When it comes to the worst types of shoes for your feet, here are the top five.
Three- to four-inch high heels are known as shoe-icide in the world of podiatrists. They may make the outfit and get the job, but they aren't a smart option. Not only are they bad for your feet, but high heels also can lead to leg, hip, and back pain as they affect the alignment of your body. Frequently wearing high heels tightens and shortens your Achilles tendon along the back of your ankle. This makes wearing flat shoes uncomfortable, too.
The more you wear high heels and the higher the heel, the more pressure is placed on the balls of your feet. Over time, this pressure thins the padding and callouses form. Expect ankle sprains, chronic pain, bunions, bone problems, curled toes, and pinched nerves. The higher the heel and the pointier the toe, the worse the shoe is for your feet.
They may be cool, comfortable, and easy to slip on, but flip-flops are one of the worst shoes you can wear. Most flip-flops offer little to no arch support or protection from sharp or uneven ground. As you walk, your toes are forced to curl to grip the shoe to keep it from falling off, putting you at risk for hammertoe or bone spurs. Lack of support can cause stretched tendons, which lead to Achilles tendinitis. Plantar fasciitis is also a possibility when a shoe lacks arch support.
They may feel comfortable and look cute with your skinny jeans, but ballet flats rank number three on the list of bad shoes for your feet. Lacking arch support and shock absorption, frequent or prolonged wear of ballet flats can lead to stress fractures or neuromas (enlarged nerves). Wear pointy flats and you'll add pressure to your toes. The good news? There are flats you can buy with adequate arch support.
They may be marketed for a specific sport, but many athletic shoes offer as much support as ballet flats. The shoes may feel comfortable, but over time your feet will begin to suffer, especially if you're wearing them during high-impact activities. A lack of heel support and excess flexibility can lead to ankle twists and sprains.

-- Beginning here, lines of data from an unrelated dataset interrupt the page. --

/// Fan-out bounds for remote calls and composite reads.
#[derive(Debug, Clone, Copy, PartialEq, Eq)]
pub struct CoordinatorSettings {
    pub upload_concurrency: usize,
    pub destroy_concurrency: usize,
    pub read_concurrency: usize,
}

impl Default for CoordinatorSettings {
    fn default() -> Self {
        Self {
            upload_concurrency: 4,
            destroy_concurrency: 4,
            read_concurrency: 8,
        }
    }
}

impl CoordinatorSettings {
    fn clamped(self) -> Self {
        Self {
            upload_concurrency: self.upload_concurrency.max(1),
            destroy_concurrency: self.destroy_concurrency.max(1),
            read_concurrency: self.read_concurrency.max(1),
        }
    }
}

#[derive(Clone)]
pub struct ClinicCoordinator {
    uow: ClinicUnitOfWork,
    media: Arc<dyn MediaStore>,
    metrics: Arc<ConsistencyMetrics>,
    settings: CoordinatorSettings,
}

impl fmt::Debug for ClinicCoordinator {
    fn fmt(&self, f: &mut fmt::Formatter<'_>) -> fmt::Result {
        f.debug_struct("ClinicCoordinator")
            .field("uow", &self.uow)
            .field("media", &type_name_of_val(self.media.as_ref()))
            .field("metrics", &self.metrics.snapshot())
            .field("settings", &self.settings)
            .finish()
    }
}

enum CascadeRoot {
    Patient(PatientId),
    Visit(VisitId),
}

impl fmt::Display for CascadeRoot {
    fn fmt(&self, f: &mut fmt::Formatter<'_>) -> fmt::Result {
        match self {
            Self::Patient(id) => write!(f, "patient {id}"),
            Self::Visit(id) => write!(f, "visit {id}"),
        }
    }
}
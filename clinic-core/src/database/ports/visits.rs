use async_trait::async_trait;
use clinic_model::{PatientId, Visit, VisitDetails, VisitId};

use crate::error::Result;

#[async_trait]
pub trait VisitsRepository: Send + Sync {
    async fn get(&self, id: VisitId) -> Result<Option<Visit>>;

    /// Visits of one patient, most recent `visit_date` first.
    async fn list_for_patient(&self, patient_id: PatientId) -> Result<Vec<Visit>>;

    /// Update date and reason. The owning patient never changes.
    async fn update(&self, id: VisitId, details: &VisitDetails) -> Result<Option<Visit>>;
}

In addition, beware of old athletic shoes that once had plenty of support but have seen better days. They may still look practically brand new, but the support is worn down. Walking or running in shoes like this can quickly lead to foot pain or injury. Most athletic shoes have a six-month lifespan or 500 miles.
We're not talking about the mules on the farm but the women's shoes that are close-toed and backless. Also called clogs or slip-ons, mules can be flat or have heels. With no back, your toes have to curl to keep them on, putting you at risk for hammertoes. Mules with heels place extra pressure on the front of your feet and increase your chances of bunions. And since they lack ankle support you're susceptible to sprains.